Calocybe gambosa, commonly known as St. George's mushroom, is an edible mushroom that grows mainly in fields, grass verges and roadsides. Deriving its common name from when it first appears in the UK, namely on St George's Day (23 April). It appears in March in Italy, a warmer country where it is also a popular mushroom to eat, and is known there as prugnolo. It is also popular in Northern Spain and Southern France, in the Basque Country region and its surroundings where it appears in April. In these regions it is usually eaten sautéed with egg or with bacon.

It is considered a delicacy, especially when fried in butter. It was previously considered a part of the large genus Tricholoma and is still seen as T. gambosum in older texts.

Taxonomy
Initially described as Agaricus gambosus by Elias Magnus Fries in his 1821 work Systema Mycologicum, with its specific epithet derived from a Latin term for "club footed" in relation to its bulky stipe. It was later named Tricholoma gambosum by Paul Kummer in 1871, before being reclassified as Calocybe gambosa by Marinus Anton Donk in 1962. In Germany it is known as Maipilz, where it fruits in May. The genus name is derived from the Ancient Greek terms kalos "pretty", and cubos "head". In Denmark it is called Vårmousseron, appearing in spring—early May

Description
The cap measures from 5–15 cm (2 to 6 inches) in diameter and has a smooth texture and has ridges on it. The colour of the cap, stipe and flesh can range from white-creamy coloured to bright yellow. The sinuate gills are white and crowded. The flesh is thick and soft and has a mealy or cucumber smell. The spore print is white to pinkish white. The stubby stipe is bulky at the base.

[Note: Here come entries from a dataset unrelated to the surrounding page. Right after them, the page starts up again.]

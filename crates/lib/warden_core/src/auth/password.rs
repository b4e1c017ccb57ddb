//! Salted SHA-256 password digests.
//!
//! Digest = base64(SHA-256(password bytes ‖ salt bytes)) with a fresh
//! 16-byte salt per credential, matching the stored `users` columns.

use base64::Engine;
use base64::engine::general_purpose::STANDARD;
use rand::RngCore;
use sha2::{Digest, Sha256};

use super::constant_time_eq;

/// Salt length in bytes.
pub const SALT_LEN: usize = 16;

/// A digest/salt pair ready to be stored.
#[derive(Debug, Clone, PartialEq, Eq)]
pub struct HashedPassword {
    /// Base64 digest.
    pub hash: String,
    /// Base64 salt.
    pub salt: String,
}

impl HashedPassword {
    /// Hash `password` under a freshly generated salt.
    pub fn new(password: &str) -> Self {
        let salt = generate_salt();
        Self {
            hash: digest(password, &salt),
            salt: STANDARD.encode(salt),
        }
    }
}

/// Generate 16 random salt bytes from the thread-local CSPRNG.
pub fn generate_salt() -> [u8; SALT_LEN] {
    let mut salt = [0u8; SALT_LEN];
    rand::rng().fill_bytes(&mut salt);
    salt
}

/// Base64 SHA-256 of `password ‖ salt`.
pub fn digest(password: &str, salt: &[u8]) -> String {
    let mut hasher = Sha256::new();
    hasher.update(password.as_bytes());
    hasher.update(salt);
    STANDARD.encode(hasher.finalize())
}

/// Verify `password` against a stored base64 digest and base64 salt.
///
/// An undecodable salt never verifies.
pub fn verify_password(password: &str, stored_hash: &str, stored_salt: &str) -> bool {
    let Ok(salt) = STANDARD.decode(stored_salt) else {
        return false;
    };
    let computed = digest(password, &salt);
    constant_time_eq(computed.as_bytes(), stored_hash.as_bytes())
}

#[cfg(test)]
mod tests {
    use super::*;

    #[test]
    fn correct_password_verifies() {
        let hashed = HashedPassword::new("123456");
        assert!(verify_password("123456", &hashed.hash, &hashed.salt));
    }

    #[test]
    fn wrong_password_is_rejected() {
        let hashed = HashedPassword::new("123456");
        assert!(!verify_password("1234567", &hashed.hash, &hashed.salt));
        assert!(!verify_password("", &hashed.hash, &hashed.salt));
    }

    #[test]
    fn regenerated_pair_still_verifies_only_the_right_password() {
        let first = HashedPassword::new("s3cret");
        let second = HashedPassword::new("s3cret");
        assert_ne!(first.salt, second.salt);
        assert_ne!(first.hash, second.hash);
        assert!(verify_password("s3cret", &second.hash, &second.salt));
        assert!(!verify_password("s3cret", &first.hash, &second.salt));
    }

    #[test]
    fn salts_differ_between_calls() {
        assert_ne!(generate_salt(), generate_salt());
    }

    #[test]
    fn digest_is_sha256_of_password_then_salt() {
        let salt = [7u8; SALT_LEN];
        let mut combined = b"admin".to_vec();
        combined.extend_from_slice(&salt);
        let expected = STANDARD.encode(Sha256::digest(&combined));
        assert_eq!(digest("admin", &salt), expected);
        // 32-byte digest is 44 base64 chars, 16-byte salt is 24.
        assert_eq!(expected.len(), 44);
        assert_eq!(STANDARD.encode(salt).len(), 24);
    }

    #[test]
    fn bad_salt_never_verifies() {
        let hashed = HashedPassword::new("pw");
        assert!(!verify_password("pw", &hashed.hash, "not base64!!"));
    }
}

Care must be taken not to confuse it with the highly poisonous Inosperma erubescens, which grows in the same habitats. The latter has a more pungent fruity smell and bruises red. Entoloma sinuatum, also poisonous, has a rancid smell.

Distribution and habitat
Calocybe gambosa is common in grasslands in Europe, often in areas rich in limestone. It is common on the Swedish islands Öland and Gotland, both situated in the Baltic sea. On the South Downs in southern England, it has formed huge fairy rings that appear to be several hundred years old. It is found from April in the United Kingdom, and earlier in warmer countries.

Edibility
The mushroom is best picked in dry weather. It can be eaten dry, pickled or even raw. It is imported in commercial quantities into Western Europe from Romania. It was held in high esteem in medieval Italy, reported by Costanzo Felici in 1569 as the most expensive and highly regarded mushroom in Umbria
and Marches in central Italy, and held in high esteem in the Apennine mountain region—Liguria, Tuscany, and Emilia-Romagna)—by Giovanni Targioni Tozzetti in 1777. It is still locally eaten in Emilia-Romagna and Tuscany.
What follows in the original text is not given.